Crypto SNACK, the world’s fastest growing iGaming Token, is now officially launched and it’s proud to announce that it’s now listed on XT.com, the World’s First Social Infused Exchange.

Joe Wan – XT Exchange Senior BD Manager “It’s exciting for us to list a token focused on iGaming. It’s a huge industry that has a lot of synergies with crypto and trading. Giving users the opportunity to get involved in a project with great potential is very exciting for everyone involved. We are certain that the partnership between XT.com and Snack will be a fruitful one.”

Crypto SNACK  is now part of one of the world’s biggest Exchanges – www.XT.com. The exchange has more than 300,000 active monthly users and 30 million users in their ecosystem. Joining a centralized exchange that supports 100+ high-quality currencies and 300 trading pairs is the natural step for the Crypto Snack token/projects.

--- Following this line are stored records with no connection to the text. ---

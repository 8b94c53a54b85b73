use actix_web::{web, HttpResponse};
use sea_orm::DatabaseConnection;
use tracing::error;

use crate::models::dto::CurrentTimeResponse;
use crate::services::time_log_service::TimeLogService;
use crate::utils::time::{format_rfc1123, ZonedClock};

pub const INSERT_FAILED_BODY: &str = "Database insert failed";

/// /current-time - Enregistre l'heure courante et la retourne en JSON.
/// Toutes les méthodes HTTP sont acceptées.
pub async fn record_current_time(
    db: web::Data<DatabaseConnection>,
    clock: web::Data<ZonedClock>,
) -> HttpResponse {
    // 1. Heure courante dans le fuseau configuré
    let now = clock.now();

    // 2. INSERT, en cas d'échec: 500 texte brut, pas de JSON
    if let Err(e) = TimeLogService::record(db.get_ref(), &now).await {
        error!("Error inserting time: {}", e);
        return HttpResponse::InternalServerError()
            .content_type("text/plain; charset=utf-8")
            .body(INSERT_FAILED_BODY);
    }

    // 3. Réponse JSON
    HttpResponse::Ok().json(CurrentTimeResponse {
        current_time: format_rfc1123(&now),
    })
}

pub fn current_time_routes(cfg: &mut web::ServiceConfig) {
    cfg.service(web::resource("/current-time").to(record_current_time));
}
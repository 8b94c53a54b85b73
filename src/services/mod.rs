pub mod time_log_service;
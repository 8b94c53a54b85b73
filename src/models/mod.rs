// ============================================================================
// MODELS - MODULE PRINCIPAL
// ============================================================================
//
// Liste des modules:
//   - time_log : Journal des heures enregistrées (table time_log)
//   - dto : Data Transfer Objects pour les réponses API
//
// ============================================================================

pub mod time_log;
pub mod dto;
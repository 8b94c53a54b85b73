//! Service HTTP qui enregistre l'heure courante dans `time_log` et la retourne en JSON.
//!
//! Modules:
//! - `app`: démarrage et arrêt du processus
//! - `config`: lecture des variables d'environnement
//! - `db`: connexion SeaORM (open / ping / close)
//! - `server`: serveur Actix et arrêt gracieux
//! - `routes`: route /current-time
//! - `services`: accès à la table time_log
//! - `models`: entité SeaORM et DTO
//! - `utils`: DSN, fuseau horaire, logs

pub mod app;
pub mod config;
pub mod db;
pub mod error;
pub mod models;
pub mod routes;
pub mod server;
pub mod services;
pub mod utils;
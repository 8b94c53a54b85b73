//! Démarrage: configuration, connexion BD, serveur, arrêt.

use sea_orm::DatabaseConnection;
use tracing::info;

use crate::config::AppConfig;
use crate::db;
use crate::error::AppError;
use crate::server;

/// Lance le service avec la configuration de l'environnement
pub async fn run() -> Result<(), AppError> {
    let config = AppConfig::from_env()?;
    run_with(config).await
}

pub async fn run_with(config: AppConfig) -> Result<(), AppError> {
    info!("Using DSN: {}", config.redacted_dsn());

    let db = db::open_checked(&config.database_url).await?;
    info!("Connected to database.");

    // Le pool est fermé quel que soit le résultat du serveur
    let result = serve(&config, db.clone()).await;
    db::close(db).await;
    result
}

async fn serve(config: &AppConfig, db: DatabaseConnection) -> Result<(), AppError> {
    let (server, addr) = server::build_server(
        db,
        config.clock,
        &config.bind_addr(),
        config.shutdown_timeout,
    )?;
    info!("Server running on {} (timezone: {})", addr, config.clock.timezone().name());

    if config.graceful_shutdown {
        server::serve_until(server, server::shutdown_signal(), config.shutdown_timeout).await
    } else {
        server::serve_forever(server).await
    }
}
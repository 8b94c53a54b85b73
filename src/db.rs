// connexion BD

use sea_orm::{ConnectOptions, Database, DatabaseConnection};
use tracing::{info, warn};

use crate::error::AppError;

/// Ouvre le pool de connexions (paramètres par défaut du driver)
pub async fn establish_connection(database_url: &str) -> Result<DatabaseConnection, AppError> {
    let mut options = ConnectOptions::new(database_url.to_owned());
    options.sqlx_logging(false);

    Database::connect(options).await.map_err(AppError::Connection)
}

/// Vérification unique au démarrage, pas de retry
pub async fn ping(db: &DatabaseConnection) -> Result<(), AppError> {
    db.ping().await.map_err(AppError::Ping)
}

/// Libère le pool, appelé sur tous les chemins de sortie
pub async fn close(db: DatabaseConnection) {
    match db.close().await {
        Ok(()) => info!("Database connection closed."),
        Err(e) => warn!("Error closing database connection: {}", e),
    }
}

/// Connexion + ping. Si le ping échoue le pool est fermé avant de retourner l'erreur.
pub async fn open_checked(database_url: &str) -> Result<DatabaseConnection, AppError> {
    let db = establish_connection(database_url).await?;
    if let Err(e) = ping(&db).await {
        close(db).await;
        return Err(e);
    }
    Ok(db)
}
// ============================================================================
// CONFIGURATION
// ============================================================================
//
// Variables lues (après dotenv):
//   - DB_DSN                 : requis (repli sur DATABASE_URL)
//   - HOST / PORT            : 0.0.0.0 / 8080
//   - APP_TIMEZONE           : America/Toronto (si le fuseau n'a pas d'abréviation
//                              alphabétique, la réponse utilise l'offset numérique)
//   - GRACEFUL_SHUTDOWN      : true
//   - SHUTDOWN_TIMEOUT_SECS  : 5 (entre 1 et 3600)
//
// Points d'attention:
//   - Le parsing passe par une fonction de lookup pour que les tests
//     n'aient jamais à modifier l'environnement du processus
//
// ============================================================================

use std::env;
use std::time::Duration;

use crate::error::ConfigError;
use crate::utils::dsn;
use crate::utils::time::{DEFAULT_TIMEZONE, ZonedClock};

pub const DEFAULT_HOST: &str = "0.0.0.0";
pub const DEFAULT_PORT: u16 = 8080;
pub const DEFAULT_SHUTDOWN_TIMEOUT: Duration = Duration::from_secs(5);
pub const MAX_SHUTDOWN_TIMEOUT_SECS: u64 = 3600;

#[derive(Debug, Clone)]
pub struct AppConfig {
    /// DSN tel que fourni, pour les logs (toujours masqué)
    pub raw_dsn: String,
    /// URL de connexion SeaORM
    pub database_url: String,
    pub host: String,
    pub port: u16,
    pub clock: ZonedClock,
    pub graceful_shutdown: bool,
    pub shutdown_timeout: Duration,
}

impl AppConfig {
    pub fn from_env() -> Result<Self, ConfigError> {
        Self::from_lookup(|key| env::var(key).ok())
    }

    pub fn from_lookup<F>(lookup: F) -> Result<Self, ConfigError>
    where
        F: Fn(&str) -> Option<String>,
    {
        let non_empty = |key: &str| lookup(key).filter(|v| !v.trim().is_empty());
        let raw_dsn = non_empty("DB_DSN")
            .or_else(|| non_empty("DATABASE_URL"))
            .ok_or(ConfigError::MissingVar("DB_DSN"))?;
        let database_url = dsn::normalize(&raw_dsn)?;

        let host = lookup("HOST").unwrap_or_else(|| DEFAULT_HOST.to_string());

        let port = match lookup("PORT") {
            Some(value) => value
                .parse::<u16>()
                .map_err(|_| ConfigError::InvalidValue { key: "PORT", value })?,
            None => DEFAULT_PORT,
        };

        let timezone = lookup("APP_TIMEZONE").unwrap_or_else(|| DEFAULT_TIMEZONE.to_string());
        let clock = ZonedClock::from_name(&timezone)?;

        let graceful_shutdown = match lookup("GRACEFUL_SHUTDOWN") {
            Some(value) => parse_bool(&value)
                .ok_or(ConfigError::InvalidValue { key: "GRACEFUL_SHUTDOWN", value })?,
            None => true,
        };

        let shutdown_timeout = match lookup("SHUTDOWN_TIMEOUT_SECS") {
            Some(value) => match value.parse::<u64>() {
                // 0 ferait échouer chaque arrêt
                Ok(secs) if (1..=MAX_SHUTDOWN_TIMEOUT_SECS).contains(&secs) => {
                    Duration::from_secs(secs)
                }
                _ => return Err(ConfigError::InvalidValue { key: "SHUTDOWN_TIMEOUT_SECS", value }),
            },
            None => DEFAULT_SHUTDOWN_TIMEOUT,
        };

        Ok(Self {
            raw_dsn,
            database_url,
            host,
            port,
            clock,
            graceful_shutdown,
            shutdown_timeout,
        })
    }

    pub fn bind_addr(&self) -> String {
        format!("{}:{}", self.host, self.port)
    }

    pub fn redacted_dsn(&self) -> String {
        dsn::redact(&self.raw_dsn)
    }
}

fn parse_bool(value: &str) -> Option<bool> {
    match value.trim().to_ascii_lowercase().as_str() {
        "1" | "true" | "yes" | "on" => Some(true),
        "0" | "false" | "no" | "off" => Some(false),
        _ => None,
    }
}
use chrono::{DateTime, NaiveDateTime, Utc};
use chrono_tz::Tz;

use crate::error::ConfigError;

pub const DEFAULT_TIMEZONE: &str = "America/Toronto";

/// Format RFC 1123 (ex: "Mon, 02 Jan 2006 15:04:05 EST")
pub const RFC1123_FORMAT: &str = "%a, %d %b %Y %H:%M:%S %Z";

/// Variante avec offset numérique (ex: "Sun, 14 Jul 2024 09:30:00 -0300")
pub const RFC1123Z_FORMAT: &str = "%a, %d %b %Y %H:%M:%S %z";

/// Horloge murale dans un fuseau horaire fixe.
/// Le fuseau est validé au démarrage, il n'y a pas de repli silencieux.
#[derive(Debug, Clone, Copy)]
pub struct ZonedClock {
    tz: Tz,
}

impl ZonedClock {
    pub fn new(tz: Tz) -> Self {
        Self { tz }
    }

    /// Résout un nom IANA ("America/Toronto")
    pub fn from_name(name: &str) -> Result<Self, ConfigError> {
        name.parse::<Tz>()
            .map(Self::new)
            .map_err(|_| ConfigError::InvalidTimezone(name.to_string()))
    }

    pub fn timezone(&self) -> Tz {
        self.tz
    }

    pub fn now(&self) -> DateTime<Tz> {
        Utc::now().with_timezone(&self.tz)
    }
}

/// Date/heure locale stockée dans la colonne `timestamp`
pub fn wall_clock(at: &DateTime<Tz>) -> NaiveDateTime {
    at.naive_local()
}

/// Certains fuseaux n'ont pas d'abréviation ("-03" pour America/Sao_Paulo),
/// on passe alors à l'offset numérique pour rester parsable.
pub fn format_rfc1123(at: &DateTime<Tz>) -> String {
    let abbreviation = at.format("%Z").to_string();
    if !abbreviation.is_empty() && abbreviation.chars().all(|c| c.is_ascii_alphabetic()) {
        at.format(RFC1123_FORMAT).to_string()
    } else {
        at.format(RFC1123Z_FORMAT).to_string()
    }
}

XT and Crypto Snack will use this collaboration to grow both brands globally.

Stuart Morrison, Crypto SNACK’s CEO:  “XT.com is one of the world’s biggest exchanges, for Crypto Snack to join their platform and be part of their ecosystem is huge for our project. Snack and XT.com are both super ambitious with great communities so this partnership will benefit both organizations immensely. The Snack community will have the chance to trade their tokens with Bitcoin and USDT as well as stake their tokens on XT.com. This is a big step in our project and we know having a partner like XT.com, the token will grow in popularity and price. “

About XT.com

XT.COM Exchange established in 2018 is a comprehensive trading platform registered in Seychelles with its headquarters in Dubai.

https://www.xt.com

About Crypto SNACK

Founded in 2021, Crypto SNACK is based in Estonia and Barcelona. Crypto SNACK operates world-wide and is the first DEX iGaming token on BEP20.